= Beginning of Section =
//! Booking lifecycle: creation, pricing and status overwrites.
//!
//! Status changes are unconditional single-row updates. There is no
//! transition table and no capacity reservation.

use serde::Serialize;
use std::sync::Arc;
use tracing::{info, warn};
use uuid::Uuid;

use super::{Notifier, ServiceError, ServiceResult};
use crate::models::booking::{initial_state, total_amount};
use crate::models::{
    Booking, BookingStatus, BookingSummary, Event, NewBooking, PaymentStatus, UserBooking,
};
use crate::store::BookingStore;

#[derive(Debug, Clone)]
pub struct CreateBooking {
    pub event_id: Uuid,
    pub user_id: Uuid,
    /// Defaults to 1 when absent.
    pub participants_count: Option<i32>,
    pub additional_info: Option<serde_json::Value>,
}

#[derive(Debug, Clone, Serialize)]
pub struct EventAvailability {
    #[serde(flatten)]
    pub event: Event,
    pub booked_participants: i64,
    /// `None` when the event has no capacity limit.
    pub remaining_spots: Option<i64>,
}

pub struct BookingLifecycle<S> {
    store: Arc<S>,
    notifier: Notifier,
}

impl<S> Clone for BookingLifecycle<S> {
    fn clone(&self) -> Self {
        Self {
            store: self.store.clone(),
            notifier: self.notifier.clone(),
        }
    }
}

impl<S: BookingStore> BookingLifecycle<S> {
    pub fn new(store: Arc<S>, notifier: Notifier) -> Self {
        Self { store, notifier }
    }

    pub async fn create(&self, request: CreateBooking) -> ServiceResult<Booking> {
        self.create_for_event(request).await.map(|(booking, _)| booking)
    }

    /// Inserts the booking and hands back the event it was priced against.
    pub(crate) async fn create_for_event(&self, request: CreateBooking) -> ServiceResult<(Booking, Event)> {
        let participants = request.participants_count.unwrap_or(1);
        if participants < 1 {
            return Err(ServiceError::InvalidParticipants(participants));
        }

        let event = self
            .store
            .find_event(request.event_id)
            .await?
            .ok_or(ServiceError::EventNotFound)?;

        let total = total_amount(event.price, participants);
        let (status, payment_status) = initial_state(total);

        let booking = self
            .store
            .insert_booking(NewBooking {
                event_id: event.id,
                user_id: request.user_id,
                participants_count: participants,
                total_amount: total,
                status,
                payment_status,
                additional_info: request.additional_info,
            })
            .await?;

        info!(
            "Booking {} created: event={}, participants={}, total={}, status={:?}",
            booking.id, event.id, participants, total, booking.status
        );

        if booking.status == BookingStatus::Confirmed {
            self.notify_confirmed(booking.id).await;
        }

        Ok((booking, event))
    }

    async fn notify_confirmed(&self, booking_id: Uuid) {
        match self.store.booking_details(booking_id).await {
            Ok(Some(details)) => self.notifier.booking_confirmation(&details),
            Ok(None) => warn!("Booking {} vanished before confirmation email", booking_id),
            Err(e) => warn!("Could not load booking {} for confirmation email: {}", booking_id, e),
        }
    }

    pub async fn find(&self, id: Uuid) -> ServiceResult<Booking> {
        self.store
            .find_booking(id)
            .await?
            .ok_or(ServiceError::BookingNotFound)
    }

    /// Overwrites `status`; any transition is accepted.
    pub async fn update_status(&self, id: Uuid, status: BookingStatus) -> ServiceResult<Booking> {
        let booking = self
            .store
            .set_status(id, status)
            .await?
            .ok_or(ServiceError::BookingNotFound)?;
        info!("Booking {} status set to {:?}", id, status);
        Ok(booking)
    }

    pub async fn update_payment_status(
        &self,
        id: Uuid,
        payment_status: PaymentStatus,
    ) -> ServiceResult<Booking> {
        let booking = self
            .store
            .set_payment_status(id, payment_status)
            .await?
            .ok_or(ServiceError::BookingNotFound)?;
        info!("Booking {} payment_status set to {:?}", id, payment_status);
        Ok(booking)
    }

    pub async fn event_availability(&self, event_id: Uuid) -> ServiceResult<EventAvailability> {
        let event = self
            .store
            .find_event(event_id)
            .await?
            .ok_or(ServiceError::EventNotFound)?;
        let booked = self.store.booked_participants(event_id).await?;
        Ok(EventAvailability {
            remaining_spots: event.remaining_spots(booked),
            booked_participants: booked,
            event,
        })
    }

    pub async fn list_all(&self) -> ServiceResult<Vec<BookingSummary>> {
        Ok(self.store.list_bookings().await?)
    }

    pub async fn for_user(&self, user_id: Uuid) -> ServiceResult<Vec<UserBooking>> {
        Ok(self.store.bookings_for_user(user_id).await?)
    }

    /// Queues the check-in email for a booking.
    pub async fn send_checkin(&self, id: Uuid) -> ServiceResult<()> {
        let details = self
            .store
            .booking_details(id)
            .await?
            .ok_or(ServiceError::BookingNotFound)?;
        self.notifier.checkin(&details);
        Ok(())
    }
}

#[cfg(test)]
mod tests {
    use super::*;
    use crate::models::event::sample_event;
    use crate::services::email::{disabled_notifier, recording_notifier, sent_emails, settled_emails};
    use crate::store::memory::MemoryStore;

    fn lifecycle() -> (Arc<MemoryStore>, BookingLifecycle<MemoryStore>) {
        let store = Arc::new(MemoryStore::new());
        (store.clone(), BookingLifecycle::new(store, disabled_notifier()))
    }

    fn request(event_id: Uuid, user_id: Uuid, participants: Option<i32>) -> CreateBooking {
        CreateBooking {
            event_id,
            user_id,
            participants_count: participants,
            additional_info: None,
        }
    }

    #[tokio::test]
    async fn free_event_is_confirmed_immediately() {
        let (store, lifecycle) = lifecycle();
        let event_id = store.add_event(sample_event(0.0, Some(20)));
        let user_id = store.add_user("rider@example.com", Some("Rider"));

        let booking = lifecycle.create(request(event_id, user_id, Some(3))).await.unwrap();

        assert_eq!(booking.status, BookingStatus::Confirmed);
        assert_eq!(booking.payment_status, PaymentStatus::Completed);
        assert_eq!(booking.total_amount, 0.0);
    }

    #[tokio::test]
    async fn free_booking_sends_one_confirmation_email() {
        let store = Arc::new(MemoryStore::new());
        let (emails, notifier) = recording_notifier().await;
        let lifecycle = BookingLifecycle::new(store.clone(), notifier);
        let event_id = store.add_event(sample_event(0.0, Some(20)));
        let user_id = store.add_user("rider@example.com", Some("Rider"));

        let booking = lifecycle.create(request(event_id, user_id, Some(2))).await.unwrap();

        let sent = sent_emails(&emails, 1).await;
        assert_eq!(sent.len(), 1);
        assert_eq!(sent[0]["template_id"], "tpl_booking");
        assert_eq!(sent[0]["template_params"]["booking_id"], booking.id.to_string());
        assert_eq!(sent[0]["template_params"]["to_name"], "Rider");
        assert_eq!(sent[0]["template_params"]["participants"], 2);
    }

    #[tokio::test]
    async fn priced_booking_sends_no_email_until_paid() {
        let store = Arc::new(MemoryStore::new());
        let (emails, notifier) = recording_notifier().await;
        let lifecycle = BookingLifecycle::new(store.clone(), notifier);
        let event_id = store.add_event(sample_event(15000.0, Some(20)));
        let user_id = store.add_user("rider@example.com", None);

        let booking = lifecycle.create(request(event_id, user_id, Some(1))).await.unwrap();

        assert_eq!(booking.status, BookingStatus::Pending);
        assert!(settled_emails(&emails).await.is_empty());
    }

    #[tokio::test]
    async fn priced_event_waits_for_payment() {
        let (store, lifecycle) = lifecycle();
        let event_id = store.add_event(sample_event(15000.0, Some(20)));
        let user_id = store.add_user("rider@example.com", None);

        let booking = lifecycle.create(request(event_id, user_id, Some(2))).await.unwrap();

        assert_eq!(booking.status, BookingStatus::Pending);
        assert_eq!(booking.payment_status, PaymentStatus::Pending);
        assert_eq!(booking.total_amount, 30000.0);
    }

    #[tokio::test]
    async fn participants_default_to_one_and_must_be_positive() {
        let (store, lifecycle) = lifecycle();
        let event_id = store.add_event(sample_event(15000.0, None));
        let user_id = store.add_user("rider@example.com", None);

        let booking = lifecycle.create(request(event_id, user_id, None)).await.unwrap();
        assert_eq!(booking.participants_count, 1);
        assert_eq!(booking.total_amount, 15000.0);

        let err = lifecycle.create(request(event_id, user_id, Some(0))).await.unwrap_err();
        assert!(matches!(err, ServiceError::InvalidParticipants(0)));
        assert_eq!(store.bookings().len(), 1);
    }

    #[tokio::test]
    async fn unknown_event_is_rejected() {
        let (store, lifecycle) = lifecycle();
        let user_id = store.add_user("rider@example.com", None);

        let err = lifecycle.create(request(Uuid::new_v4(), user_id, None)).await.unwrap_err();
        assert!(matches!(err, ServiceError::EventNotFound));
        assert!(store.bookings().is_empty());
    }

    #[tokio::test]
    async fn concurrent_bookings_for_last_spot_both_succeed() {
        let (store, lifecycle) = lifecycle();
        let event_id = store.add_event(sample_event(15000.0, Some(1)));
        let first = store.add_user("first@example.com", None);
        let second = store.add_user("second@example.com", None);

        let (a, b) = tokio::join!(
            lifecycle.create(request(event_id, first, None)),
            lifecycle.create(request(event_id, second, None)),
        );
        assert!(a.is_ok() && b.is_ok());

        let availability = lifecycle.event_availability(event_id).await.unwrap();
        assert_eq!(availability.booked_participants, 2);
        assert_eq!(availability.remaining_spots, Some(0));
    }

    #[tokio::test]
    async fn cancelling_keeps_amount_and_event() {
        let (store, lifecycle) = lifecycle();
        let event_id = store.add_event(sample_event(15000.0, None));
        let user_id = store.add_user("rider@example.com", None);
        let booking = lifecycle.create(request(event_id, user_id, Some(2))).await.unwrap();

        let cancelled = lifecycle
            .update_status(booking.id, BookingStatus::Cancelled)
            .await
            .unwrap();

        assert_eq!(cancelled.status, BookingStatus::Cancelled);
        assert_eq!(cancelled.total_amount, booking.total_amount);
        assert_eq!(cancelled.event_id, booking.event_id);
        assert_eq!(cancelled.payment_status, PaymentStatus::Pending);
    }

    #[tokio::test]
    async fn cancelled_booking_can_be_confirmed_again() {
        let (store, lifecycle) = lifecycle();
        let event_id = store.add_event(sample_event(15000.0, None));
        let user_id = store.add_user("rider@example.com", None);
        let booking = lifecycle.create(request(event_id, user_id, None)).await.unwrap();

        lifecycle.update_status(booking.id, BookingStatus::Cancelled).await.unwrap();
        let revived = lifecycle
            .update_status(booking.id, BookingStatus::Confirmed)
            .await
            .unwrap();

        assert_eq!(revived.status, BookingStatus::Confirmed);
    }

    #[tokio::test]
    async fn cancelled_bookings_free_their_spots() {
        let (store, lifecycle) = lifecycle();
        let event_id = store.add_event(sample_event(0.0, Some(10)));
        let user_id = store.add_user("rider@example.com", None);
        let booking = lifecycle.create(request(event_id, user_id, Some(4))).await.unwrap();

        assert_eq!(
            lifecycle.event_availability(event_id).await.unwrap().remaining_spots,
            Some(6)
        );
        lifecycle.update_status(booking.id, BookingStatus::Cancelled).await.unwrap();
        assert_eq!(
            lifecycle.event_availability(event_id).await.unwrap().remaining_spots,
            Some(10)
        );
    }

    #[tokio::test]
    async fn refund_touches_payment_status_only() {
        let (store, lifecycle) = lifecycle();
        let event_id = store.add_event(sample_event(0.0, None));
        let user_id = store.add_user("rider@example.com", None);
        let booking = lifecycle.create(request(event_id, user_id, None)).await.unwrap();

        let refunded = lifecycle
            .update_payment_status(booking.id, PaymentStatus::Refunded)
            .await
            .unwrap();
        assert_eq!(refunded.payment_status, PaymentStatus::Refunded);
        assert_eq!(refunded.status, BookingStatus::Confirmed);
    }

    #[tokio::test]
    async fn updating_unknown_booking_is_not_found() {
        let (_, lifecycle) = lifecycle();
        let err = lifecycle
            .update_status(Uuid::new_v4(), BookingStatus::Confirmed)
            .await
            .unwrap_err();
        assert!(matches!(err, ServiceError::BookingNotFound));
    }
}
= End of Section =
= Beginning of Section =
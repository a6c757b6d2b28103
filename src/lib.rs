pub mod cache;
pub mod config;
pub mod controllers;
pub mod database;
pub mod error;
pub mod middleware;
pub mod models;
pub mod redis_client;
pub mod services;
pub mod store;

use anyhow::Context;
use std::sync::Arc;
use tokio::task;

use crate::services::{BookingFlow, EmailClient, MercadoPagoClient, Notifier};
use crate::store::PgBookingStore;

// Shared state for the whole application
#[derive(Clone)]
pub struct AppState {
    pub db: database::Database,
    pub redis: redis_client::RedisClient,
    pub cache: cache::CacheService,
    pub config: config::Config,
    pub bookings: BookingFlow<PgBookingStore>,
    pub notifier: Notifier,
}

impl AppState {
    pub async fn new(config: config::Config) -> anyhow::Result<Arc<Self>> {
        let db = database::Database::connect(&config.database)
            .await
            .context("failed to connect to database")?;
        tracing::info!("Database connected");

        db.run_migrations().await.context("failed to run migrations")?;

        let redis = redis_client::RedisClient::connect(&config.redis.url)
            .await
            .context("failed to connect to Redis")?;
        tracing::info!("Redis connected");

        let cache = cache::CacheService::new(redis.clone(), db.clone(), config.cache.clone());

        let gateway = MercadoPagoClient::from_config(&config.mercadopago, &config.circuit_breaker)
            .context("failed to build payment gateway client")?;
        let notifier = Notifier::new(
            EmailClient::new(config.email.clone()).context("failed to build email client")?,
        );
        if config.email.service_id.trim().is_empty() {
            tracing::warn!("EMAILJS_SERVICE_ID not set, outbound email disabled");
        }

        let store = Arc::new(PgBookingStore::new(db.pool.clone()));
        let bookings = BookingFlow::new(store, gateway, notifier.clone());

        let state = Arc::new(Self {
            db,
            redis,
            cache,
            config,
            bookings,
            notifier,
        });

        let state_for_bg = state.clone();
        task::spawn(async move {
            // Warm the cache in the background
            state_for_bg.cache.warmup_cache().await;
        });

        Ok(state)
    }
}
= End of Section =
Instructions for the task.
Give again, word for word, every line of the listing above from the one with "and status overwrites." to the one with "pub struct EventAvailability", both inclusive, and nothing beyond them.

Reply.
//! Booking lifecycle: creation, pricing and status overwrites.
//!
//! Status changes are unconditional single-row updates. There is no
//! transition table and no capacity reservation.

use serde::Serialize;
use std::sync::Arc;
use tracing::{info, warn};
use uuid::Uuid;

use super::{Notifier, ServiceError, ServiceResult};
use crate::models::booking::{initial_state, total_amount};
use crate::models::{
    Booking, BookingStatus, BookingSummary, Event, NewBooking, PaymentStatus, UserBooking,
};
use crate::store::BookingStore;

#[derive(Debug, Clone)]
pub struct CreateBooking {
    pub event_id: Uuid,
    pub user_id: Uuid,
    /// Defaults to 1 when absent.
    pub participants_count: Option<i32>,
    pub additional_info: Option<serde_json::Value>,
}

#[derive(Debug, Clone, Serialize)]
pub struct EventAvailability {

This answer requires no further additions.